I have a 1998 Chevy 1500 p/u with the 5.0 litre engine. It became very hard to start, especially when cold(sitting for long periods of time). I took it to a mechanic and was told it was the timing chain. Spent $1200 letting them replace the timing chain and it still wont start after sitting overnight. Replaced the spider injection system myself and thought I had the issue solved, but it still ran rough once cranked. I broke the pcv valve hose while installing the injection system. Replace the assembly with a new one and now it runs great once you get it cranked. However, getting it cranked is next to impossible. Turns over and fires like it wants to start, but just won’t quite start. The mechanic that replaced the timing chain says there is a “wetting” issue, whatever that means. Once the truck has been cranked it runs great! No misses, no hesitations and fires back up with just a bump of the key. I am at a loss for what could be wrong!
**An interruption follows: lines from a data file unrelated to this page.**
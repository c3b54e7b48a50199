use std::path::PathBuf;

use crate::media::file_display_name;
use crate::view_model::{AppViewModel, StatusView};
use crate::{MediaKind, Resolution};

/// Which surface the single window currently shows.
#[derive(Debug, Clone, Copy, PartialEq, Eq, Default)]
pub enum Screen {
    #[default]
    Menu,
    Converter,
    Downloader,
}

/// Job lifecycle for the active session. `Idle` is both the initial and the
/// terminal-resting state; a submission while `Running` is rejected.
#[derive(Debug, Clone, Copy, PartialEq, Eq, Default)]
pub enum JobPhase {
    #[default]
    Idle,
    Running,
}

/// Visual severity of a status-line update.
#[derive(Debug, Clone, Copy, PartialEq, Eq, Default)]
pub enum StatusStyle {
    #[default]
    Info,
    Success,
    Warning,
    Danger,
}

/// How a job ended.
#[derive(Debug, Clone, Copy, PartialEq, Eq)]
pub enum JobResultKind {
    Succeeded,
    Failed,
    Cancelled,
}

/// Ticks a transient status message survives before it is cleared.
/// Roughly five seconds at the shell's 75 ms tick cadence.
pub const STATUS_TTL_TICKS: u16 = 67;

#[derive(Debug, Clone, PartialEq, Eq)]
struct StatusLine {
    message: String,
    style: StatusStyle,
    percent: Option<u8>,
    ttl_ticks: Option<u16>,
}

impl Default for StatusLine {
    fn default() -> Self {
        Self {
            message: "Ready".to_string(),
            style: StatusStyle::Info,
            percent: None,
            ttl_ticks: None,
        }
    }
}

#[derive(Debug, Clone, PartialEq, Eq, Default)]
struct DownloaderForm {
    url: String,
    kind: MediaKind,
    resolution: Resolution,
    cookie_file: Option<PathBuf>,
}

#[derive(Debug, Clone, PartialEq, Eq, Default)]
pub struct AppState {
    screen: Screen,
    phase: JobPhase,
    status: StatusLine,
    downloader: DownloaderForm,
    converter_tool_error: Option<String>,
    dirty: bool,
}

impl AppState {
    pub fn new() -> Self {
        Self::default()
    }

    pub fn screen(&self) -> Screen {
        self.screen
    }

    pub fn phase(&self) -> JobPhase {
        self.phase
    }

    pub fn view(&self) -> AppViewModel {
        AppViewModel {
            screen: self.screen,
            busy: self.phase == JobPhase::Running,
            status: StatusView {
                message: self.status.message.clone(),
                style: self.status.style,
                percent: self.status.percent,
            },
            url_input: self.downloader.url.clone(),
            media_kind: self.downloader.kind,
            resolution: self.downloader.resolution,
            cookie_file: self.downloader.cookie_file.clone(),
            cookie_file_name: self
                .downloader
                .cookie_file
                .as_deref()
                .map(file_display_name),
            converter_tool_error: self.converter_tool_error.clone(),
            dirty: self.dirty,
        }
    }

    /// Returns the dirty bit and clears it.
    pub fn consume_dirty(&mut self) -> bool {
        std::mem::take(&mut self.dirty)
    }

    pub(crate) fn mark_dirty(&mut self) {
        self.dirty = true;
    }

    pub(crate) fn show_screen(&mut self, screen: Screen) {
        self.screen = screen;
        self.status = StatusLine::default();
        self.mark_dirty();
    }

    pub(crate) fn start_job(&mut self) {
        self.phase = JobPhase::Running;
    }

    pub(crate) fn finish_job(&mut self) {
        self.phase = JobPhase::Idle;
    }

    /// Replaces the status line. An incoming percent is clamped to 100; the
    /// producer side clamps too, so this is the last line of defense.
    pub(crate) fn set_status(
        &mut self,
        message: impl Into<String>,
        style: StatusStyle,
        percent: Option<u8>,
    ) {
        self.status = StatusLine {
            message: message.into(),
            style,
            percent: percent.map(|p| p.min(100)),
            ttl_ticks: None,
        };
        self.mark_dirty();
    }

    /// Like `set_status`, but the message expires after [`STATUS_TTL_TICKS`].
    pub(crate) fn set_transient_status(&mut self, message: impl Into<String>, style: StatusStyle) {
        self.set_status(message, style, None);
        self.status.ttl_ticks = Some(STATUS_TTL_TICKS);
    }

    /// Advances transient-status expiry by one tick.
    pub(crate) fn tick(&mut self) {
        if let Some(remaining) = self.status.ttl_ticks {
            if remaining <= 1 {
                self.status = StatusLine::default();
                self.mark_dirty();
            } else {
                self.status.ttl_ticks = Some(remaining - 1);
            }
        }
    }

    pub(crate) fn set_converter_tool_error(&mut self, reason: String) {
        self.converter_tool_error = Some(reason);
        self.mark_dirty();
    }

    pub(crate) fn converter_available(&self) -> bool {
        self.converter_tool_error.is_none()
    }

    pub(crate) fn url_input(&self) -> &str {
        &self.downloader.url
    }

    pub(crate) fn set_url_input(&mut self, url: String) {
        self.downloader.url = url;
    }

    pub(crate) fn set_media_kind(&mut self, kind: MediaKind) {
        self.downloader.kind = kind;
        self.mark_dirty();
    }

    pub(crate) fn set_resolution(&mut self, resolution: Resolution) {
        self.downloader.resolution = resolution;
        self.mark_dirty();
    }

    pub(crate) fn set_cookie_file(&mut self, path: Option<PathBuf>) {
        self.downloader.cookie_file = path;
        self.mark_dirty();
    }

    pub(crate) fn download_params(&self) -> (MediaKind, Resolution, Option<PathBuf>) {
        (
            self.downloader.kind,
            self.downloader.resolution,
            self.downloader.cookie_file.clone(),
        )
    }
}
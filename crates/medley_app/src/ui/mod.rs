//! Screen rendering: view model in, widgets out, user intents collected as
//! core messages.

pub mod converter;
pub mod downloader;
pub mod menu;

use eframe::egui;
use medley_core::{AppViewModel, Msg, StatusStyle};

pub(crate) fn style_color(style: StatusStyle) -> egui::Color32 {
    match style {
        StatusStyle::Info => egui::Color32::LIGHT_BLUE,
        StatusStyle::Success => egui::Color32::LIGHT_GREEN,
        StatusStyle::Warning => egui::Color32::GOLD,
        StatusStyle::Danger => egui::Color32::LIGHT_RED,
    }
}

/// Status line plus progress bar, shared by every screen.
pub(crate) fn status_section(ui: &mut egui::Ui, view: &AppViewModel) {
    ui.horizontal(|ui| {
        if view.busy {
            ui.spinner();
        }
        ui.label(
            egui::RichText::new(view.status.message.as_str())
                .color(style_color(view.status.style)),
        );
    });
    if let Some(percent) = view.status.percent {
        ui.add(egui::ProgressBar::new(f32::from(percent) / 100.0).show_percentage());
    }
}

/// Back / Exit row shown on the child screens.
pub(crate) fn navigation_row(ui: &mut egui::Ui, view: &AppViewModel, out: &mut Vec<Msg>) {
    ui.separator();
    ui.horizontal(|ui| {
        if ui
            .add_enabled(!view.busy, egui::Button::new("Back"))
            .clicked()
        {
            out.push(Msg::BackRequested);
        }
        if ui.button("Exit App").clicked() {
            out.push(Msg::ExitRequested);
        }
    });
}

/// Full-width action button.
pub(crate) fn wide_button(ui: &mut egui::Ui, enabled: bool, text: &str) -> bool {
    ui.add_enabled_ui(enabled, |ui| {
        ui.add_sized(
            [ui.available_width(), 32.0],
            egui::Button::new(text),
        )
        .clicked()
    })
    .inner
}
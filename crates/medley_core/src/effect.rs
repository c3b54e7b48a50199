use std::path::PathBuf;

use crate::{ConversionKind, MediaKind, Resolution};

/// Side effects the shell executes on behalf of the state machine.
#[derive(Debug, Clone, PartialEq, Eq)]
pub enum Effect {
    /// Locate the transcoding tool for the converter screen.
    ProbeConverterTool,
    /// Locate the extraction tool for the downloader screen.
    ProbeDownloaderTool,
    /// Open the source and destination file dialogs for a conversion.
    ChooseConversionFiles { kind: ConversionKind },
    /// Submit a conversion job.
    RunConversion {
        kind: ConversionKind,
        input: PathBuf,
        output: PathBuf,
    },
    /// Open the destination-directory dialog for a download.
    ChooseDownloadDir,
    /// Open the cookie-file dialog.
    ChooseCookieFile,
    /// Submit a download job.
    RunDownload {
        url: String,
        dest_dir: PathBuf,
        kind: MediaKind,
        resolution: Resolution,
        cookie_file: Option<PathBuf>,
    },
    /// Submit a tool-update job.
    RunToolUpdate,
    /// Close the child session and reveal the menu.
    RevealMenu,
    /// Close every session and terminate the process.
    Quit,
}
//! Medley engine: background-job execution and external-tool façades.
mod classify;
mod convert;
mod download;
mod persist;
mod progress;
mod runner;
mod session;
mod tools;
mod types;
mod update_tool;

pub use classify::classify_failure;
pub use convert::{conversion_args, conversion_task, ConversionKind, ConversionPlan};
pub use download::{
    download_args, download_task, format_selector, parse_progress_line, reduce_hook,
    DownloadRequest, HookStatus, HookUpdate, MediaSelection, PROGRESS_TEMPLATE,
};
pub use persist::{ensure_output_dir, write_atomic, PersistError};
pub use progress::{ChannelProgressSink, ProgressSink, SessionScopedSink};
pub use runner::{EngineHandle, JobTask};
pub use session::SessionHandle;
pub use tools::{last_line, locate_tool, wait_cancellable, FFMPEG_TOOL, YTDLP_TOOL};
pub use types::{
    percent_from_bytes, EngineEvent, FailureKind, JobError, JobId, JobOutcome, ProgressEvent,
    StatusStyle, TaskEnd,
};
pub use update_tool::{update_task, UpdatePlan};
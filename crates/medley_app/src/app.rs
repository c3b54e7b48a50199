use std::path::PathBuf;
use std::sync::mpsc;
use std::thread;
use std::time::Duration;

use chrono::Utc;
use eframe::egui;
use engine_logging::engine_info;
use medley_core::{update, AppState, Effect, JobResultKind, Msg, Resolution, Screen};
use medley_engine::{
    locate_tool, EngineEvent, JobId, SessionHandle, FFMPEG_TOOL, YTDLP_TOOL,
};

use crate::config::AppConfig;
use crate::effects::{completion_msg, progress_msg, EffectRunner};
use crate::persistence::{self, Settings};
use crate::ui;

/// The job currently in flight, with the session that owns it. Engine
/// events for any other job, or for a closed session, are stale and must
/// not reach the state machine.
struct ActiveJob {
    job_id: JobId,
    session: SessionHandle,
}

#[derive(Default)]
struct ToolPaths {
    ffmpeg: Option<PathBuf>,
    ytdlp: Option<PathBuf>,
}

pub struct MedleyApp {
    config: AppConfig,
    state: AppState,
    msg_tx: mpsc::Sender<Msg>,
    msg_rx: mpsc::Receiver<Msg>,
    runner: EffectRunner,
    menu_session: SessionHandle,
    child_session: Option<SessionHandle>,
    active_job: Option<ActiveJob>,
    tools: ToolPaths,
    settings: Settings,
    settings_dir: PathBuf,
    url_buffer: String,
    egui_ctx: egui::Context,
    shutting_down: bool,
}

impl MedleyApp {
    pub fn new(cc: &eframe::CreationContext<'_>, config: AppConfig) -> Self {
        cc.egui_ctx.set_visuals(egui::Visuals::dark());

        let settings_dir =
            std::env::current_dir().unwrap_or_else(|_| PathBuf::from("."));
        let settings = persistence::load_settings(&settings_dir);

        let (msg_tx, msg_rx) = mpsc::channel::<Msg>();

        // Background tick to drive transient-status expiry and throttle
        // repaints while a job is running.
        {
            let tick_tx = msg_tx.clone();
            let ctx = cc.egui_ctx.clone();
            thread::spawn(move || {
                let interval = Duration::from_millis(75);
                while tick_tx.send(Msg::Tick).is_ok() {
                    ctx.request_repaint();
                    thread::sleep(interval);
                }
            });
        }

        let mut app = Self {
            config,
            state: AppState::new(),
            msg_tx,
            msg_rx,
            runner: EffectRunner::new(),
            menu_session: SessionHandle::new(),
            child_session: None,
            active_job: None,
            tools: ToolPaths::default(),
            settings: settings.clone(),
            settings_dir,
            url_buffer: String::new(),
            egui_ctx: cc.egui_ctx.clone(),
            shutting_down: false,
        };

        app.dispatch(Msg::SettingsRestored {
            kind: if settings.audio_only {
                medley_core::MediaKind::AudioMp3
            } else {
                medley_core::MediaKind::Video
            },
            resolution: resolution_from_cap(settings.resolution_cap),
            cookie_file: settings.cookie_file,
        });
        app
    }

    fn dispatch(&mut self, msg: Msg) {
        let state = std::mem::take(&mut self.state);
        let (state, effects) = update(state, msg);
        self.state = state;
        for effect in effects {
            self.run_effect(effect);
        }
    }

    fn process_pending_messages(&mut self) {
        let mut inbox = Vec::new();
        while let Ok(msg) = self.msg_rx.try_recv() {
            inbox.push(msg);
        }
        for msg in inbox {
            self.dispatch(msg);
        }
    }

    /// Forwards engine events for the active job only; everything else is
    /// stale (finished job, or a session the user already closed).
    fn drain_engine_events(&mut self) {
        while let Some(event) = self.runner.try_recv() {
            match event {
                EngineEvent::Progress { job_id, event } => {
                    if self.event_is_current(job_id) {
                        self.dispatch(progress_msg(event));
                    }
                }
                EngineEvent::JobCompleted { job_id, outcome } => {
                    let current = self.event_is_current(job_id);
                    if self
                        .active_job
                        .as_ref()
                        .is_some_and(|active| active.job_id == job_id)
                    {
                        self.active_job = None;
                    }
                    if current {
                        self.dispatch(completion_msg(outcome));
                    }
                }
            }
        }
    }

    fn event_is_current(&self, job_id: JobId) -> bool {
        self.active_job
            .as_ref()
            .is_some_and(|active| active.job_id == job_id && !active.session.is_closing())
    }

    fn run_effect(&mut self, effect: Effect) {
        match effect {
            Effect::ProbeConverterTool => {
                self.child_session = Some(SessionHandle::new());
                match locate_tool(FFMPEG_TOOL, None) {
                    Ok(path) => self.tools.ffmpeg = Some(path),
                    Err(err) => self.dispatch(Msg::ConverterToolUnavailable {
                        reason: err.message,
                    }),
                }
            }
            Effect::ProbeDownloaderTool => match locate_tool(YTDLP_TOOL, None) {
                Ok(path) => {
                    self.tools.ytdlp = Some(path);
                    self.child_session = Some(SessionHandle::new());
                }
                Err(err) => self.dispatch(Msg::ScreenOpenFailed {
                    reason: err.message,
                }),
            },
            Effect::ChooseConversionFiles { kind } => self.choose_conversion_files(kind),
            Effect::RunConversion {
                kind,
                input,
                output,
            } => {
                let (Some(tool), Some(session)) =
                    (self.tools.ffmpeg.clone(), self.child_session.clone())
                else {
                    self.dispatch(Msg::JobFinished {
                        result: JobResultKind::Failed,
                        message: "Error: transcoder unavailable".to_string(),
                    });
                    return;
                };
                let job_id = self
                    .runner
                    .submit_conversion(&session, tool, kind, input, output);
                self.active_job = Some(ActiveJob { job_id, session });
            }
            Effect::ChooseDownloadDir => {
                let mut dialog =
                    rfd::FileDialog::new().set_title("Select Download Directory");
                if let Some(dir) = &self.settings.last_dest_dir {
                    dialog = dialog.set_directory(dir);
                }
                match dialog.pick_folder() {
                    Some(dir) => {
                        self.settings.last_dest_dir = Some(dir.clone());
                        self.dispatch(Msg::DownloadDirChosen(dir));
                    }
                    None => self.dispatch(Msg::SelectionCancelled),
                }
            }
            Effect::ChooseCookieFile => {
                match rfd::FileDialog::new()
                    .set_title("Select cookies.txt file")
                    .add_filter("Text Files", &["txt"])
                    .pick_file()
                {
                    Some(path) => self.dispatch(Msg::CookiePicked(path)),
                    None => self.dispatch(Msg::CookieCleared),
                }
            }
            Effect::RunDownload {
                url,
                dest_dir,
                kind,
                resolution,
                cookie_file,
            } => {
                let (Some(tool), Some(session)) =
                    (self.tools.ytdlp.clone(), self.child_session.clone())
                else {
                    self.dispatch(Msg::JobFinished {
                        result: JobResultKind::Failed,
                        message: "Error: extraction tool unavailable".to_string(),
                    });
                    return;
                };
                let job_id = self.runner.submit_download(
                    &session,
                    tool,
                    url,
                    dest_dir,
                    kind,
                    resolution,
                    cookie_file,
                );
                self.active_job = Some(ActiveJob { job_id, session });
            }
            Effect::RunToolUpdate => match locate_tool(YTDLP_TOOL, None) {
                Ok(tool) => {
                    self.settings.last_update_check = Some(Utc::now());
                    let session = self.menu_session.clone();
                    let job_id = self.runner.submit_tool_update(&session, tool);
                    self.active_job = Some(ActiveJob { job_id, session });
                }
                Err(err) => self.dispatch(Msg::JobFinished {
                    result: JobResultKind::Failed,
                    message: format!("Error: {}", err.message),
                }),
            },
            Effect::RevealMenu => {
                if let Some(session) = self.child_session.take() {
                    session.request_close();
                }
            }
            Effect::Quit => {
                self.shutdown();
                self.egui_ctx.send_viewport_cmd(egui::ViewportCommand::Close);
            }
        }
    }

    /// Both dialogs run synchronously on the interactive thread, before any
    /// job is submitted.
    fn choose_conversion_files(&mut self, kind: medley_core::ConversionKind) {
        let source = kind.source_filter();
        let Some(input) = rfd::FileDialog::new()
            .set_title(format!("Select {} file", source.name))
            .add_filter(source.name, source.extensions)
            .pick_file()
        else {
            self.dispatch(Msg::SelectionCancelled);
            return;
        };

        let target = kind.target_filter();
        let mut dialog = rfd::FileDialog::new()
            .set_title("Save As")
            .add_filter(target.name, target.extensions);
        if let Some(stem) = input.file_stem() {
            dialog = dialog.set_file_name(format!(
                "{}.{}",
                stem.to_string_lossy(),
                kind.target_extension()
            ));
        }
        let Some(output) = dialog.save_file() else {
            self.dispatch(Msg::SelectionCancelled);
            return;
        };

        self.dispatch(Msg::ConversionInputsChosen {
            kind,
            input,
            output,
        });
    }

    /// Requests close on every open session, then persists settings.
    /// Idempotent: the window-close path and the Exit button both land here.
    fn shutdown(&mut self) {
        if self.shutting_down {
            return;
        }
        self.shutting_down = true;
        engine_info!("shutting down");

        if let Some(session) = self.child_session.take() {
            session.request_close();
        }
        self.menu_session.request_close();

        let view = self.state.view();
        self.settings.audio_only = view.media_kind == medley_core::MediaKind::AudioMp3;
        self.settings.resolution_cap = view.resolution.height_cap();
        self.settings.cookie_file = view.cookie_file;
        persistence::save_settings(&self.settings_dir, &self.settings);
    }
}

impl eframe::App for MedleyApp {
    fn update(&mut self, ctx: &egui::Context, _frame: &mut eframe::Frame) {
        self.drain_engine_events();
        self.process_pending_messages();

        let view = self.state.view();
        let mut out: Vec<Msg> = Vec::new();
        egui::CentralPanel::default().show(ctx, |ui| match view.screen {
            Screen::Menu => ui::menu::render(ui, self.config.app_name, &view, &mut out),
            Screen::Converter => ui::converter::render(ui, &view, &mut out),
            Screen::Downloader => {
                ui::downloader::render(ui, &view, &mut self.url_buffer, &mut out)
            }
        });
        for msg in out {
            self.dispatch(msg);
        }

        if self.state.consume_dirty() {
            ctx.request_repaint();
        }

        if ctx.input(|i| i.viewport().close_requested()) {
            self.shutdown();
        }
    }
}

fn resolution_from_cap(cap: Option<u16>) -> Resolution {
    match cap {
        None => Resolution::Best,
        Some(720) => Resolution::P720,
        Some(480) => Resolution::P480,
        Some(_) => Resolution::P1080,
    }
}
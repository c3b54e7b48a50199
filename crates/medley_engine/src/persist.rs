use std::fs;
use std::io::{self, Write};
use std::path::{Path, PathBuf};

use tempfile::NamedTempFile;
use thiserror::Error;

#[derive(Debug, Error)]
pub enum PersistError {
    #[error("directory missing or not writable: {0}")]
    OutputDir(String),
    #[error("io error: {0}")]
    Io(#[from] io::Error),
}

/// Ensure a destination directory exists and is writable; create if missing.
pub fn ensure_output_dir(dir: &Path) -> Result<(), PersistError> {
    if dir.exists() {
        let meta = fs::metadata(dir).map_err(|e| PersistError::OutputDir(e.to_string()))?;
        if !meta.is_dir() {
            return Err(PersistError::OutputDir("path is not a directory".into()));
        }
    } else {
        fs::create_dir_all(dir).map_err(|e| PersistError::OutputDir(e.to_string()))?;
    }
    // Writability probe: try creating a temp file.
    NamedTempFile::new_in(dir).map_err(|e| PersistError::OutputDir(e.to_string()))?;
    Ok(())
}

/// Atomically write `content` to `{dir}/{filename}`: temp file, then rename.
pub fn write_atomic(dir: &Path, filename: &str, content: &str) -> Result<PathBuf, PersistError> {
    ensure_output_dir(dir)?;

    let target = dir.join(filename);
    let mut tmp = NamedTempFile::new_in(dir)?;
    tmp.write_all(content.as_bytes())?;
    tmp.flush()?;
    tmp.as_file_mut().sync_all()?;

    // Replace an existing file to keep determinism.
    if target.exists() {
        fs::remove_file(&target)?;
    }
    tmp.persist(&target).map_err(|e| PersistError::Io(e.error))?;
    Ok(target)
}
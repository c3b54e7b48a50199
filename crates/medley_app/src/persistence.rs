use std::fs;
use std::path::{Path, PathBuf};

use chrono::{DateTime, Utc};
use engine_logging::{engine_error, engine_info, engine_warn};
use medley_engine::write_atomic;
use serde::{Deserialize, Serialize};

const SETTINGS_FILENAME: &str = ".medley_settings.ron";

/// User-tunable settings persisted between runs.
#[derive(Debug, Clone, PartialEq, Serialize, Deserialize)]
pub struct Settings {
    pub cookie_file: Option<PathBuf>,
    pub audio_only: bool,
    /// Height cap for video downloads; `None` means "Best".
    pub resolution_cap: Option<u16>,
    pub last_dest_dir: Option<PathBuf>,
    pub last_update_check: Option<DateTime<Utc>>,
}

impl Default for Settings {
    fn default() -> Self {
        Self {
            cookie_file: None,
            audio_only: false,
            resolution_cap: Some(1080),
            last_dest_dir: None,
            last_update_check: None,
        }
    }
}

/// Loads settings from `{dir}/.medley_settings.ron`; any problem falls back
/// to defaults.
pub fn load_settings(dir: &Path) -> Settings {
    let path = dir.join(SETTINGS_FILENAME);
    let content = match fs::read_to_string(&path) {
        Ok(text) => text,
        Err(err) if err.kind() == std::io::ErrorKind::NotFound => {
            return Settings::default();
        }
        Err(err) => {
            engine_warn!("Failed to read settings from {:?}: {}", path, err);
            return Settings::default();
        }
    };

    match ron::from_str(&content) {
        Ok(settings) => {
            engine_info!("Loaded settings from {:?}", path);
            settings
        }
        Err(err) => {
            engine_warn!("Failed to parse settings from {:?}: {}", path, err);
            Settings::default()
        }
    }
}

/// Saves settings atomically next to the working directory.
pub fn save_settings(dir: &Path, settings: &Settings) {
    let pretty = ron::ser::PrettyConfig::new();
    let content = match ron::ser::to_string_pretty(settings, pretty) {
        Ok(text) => text,
        Err(err) => {
            engine_error!("Failed to serialize settings: {}", err);
            return;
        }
    };

    if let Err(err) = write_atomic(dir, SETTINGS_FILENAME, &content) {
        engine_error!("Failed to write settings to {:?}: {}", dir, err);
    }
}
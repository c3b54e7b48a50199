use eframe::egui;
use medley_core::{AppViewModel, Msg};

use super::{status_section, wide_button};

pub fn render(ui: &mut egui::Ui, app_name: &str, view: &AppViewModel, out: &mut Vec<Msg>) {
    ui.vertical_centered(|ui| {
        ui.add_space(8.0);
        ui.heading(app_name);
        ui.add_space(12.0);
    });

    if wide_button(ui, !view.busy, "Video Downloader") {
        out.push(Msg::DownloaderOpenRequested);
    }
    ui.add_space(6.0);
    if wide_button(ui, !view.busy, "File Converter") {
        out.push(Msg::ConverterOpenRequested);
    }
    ui.add_space(6.0);
    if wide_button(ui, !view.busy, "Update yt-dlp") {
        out.push(Msg::UpdateToolClicked);
    }

    ui.add_space(10.0);
    status_section(ui, view);

    ui.add_space(10.0);
    if wide_button(ui, true, "Exit") {
        out.push(Msg::ExitRequested);
    }
}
I think your mechanic is telling you the head gasket is bad. AFAIK that’s what “wetting” generally means. Coolant is getting into the cylinders and fouling the plugs.

He specifically mentioned the “wetting” issue being fuel related. They were able to start the truck by removing the spark plugs and putting a small amount of transmission fluid into each cylinder. It really doesn’t make sense to me.

Okay, that actually does make sense. The plugs are being fouled with fuel. The dab of transmission fluid is an old trick for cleaning carbon deposits. You need to figure out what’s causing the problem and fix the root cause. My guess is a faulty oxygen sensor but it could be something else.

Believe me…definitely trying to get to the root cause. Very frustrating! So, a faulty O2 sensor could cause fuel to leak down into the cylinders?

No, I don’t think there’s a leak at all. I think a faulty oxygen sensor is tricking the fuel injection pump into supplying too much fuel and the extra is fouling the plugs.

I gotcha. That is a logical explanation. Certainly worth exploring.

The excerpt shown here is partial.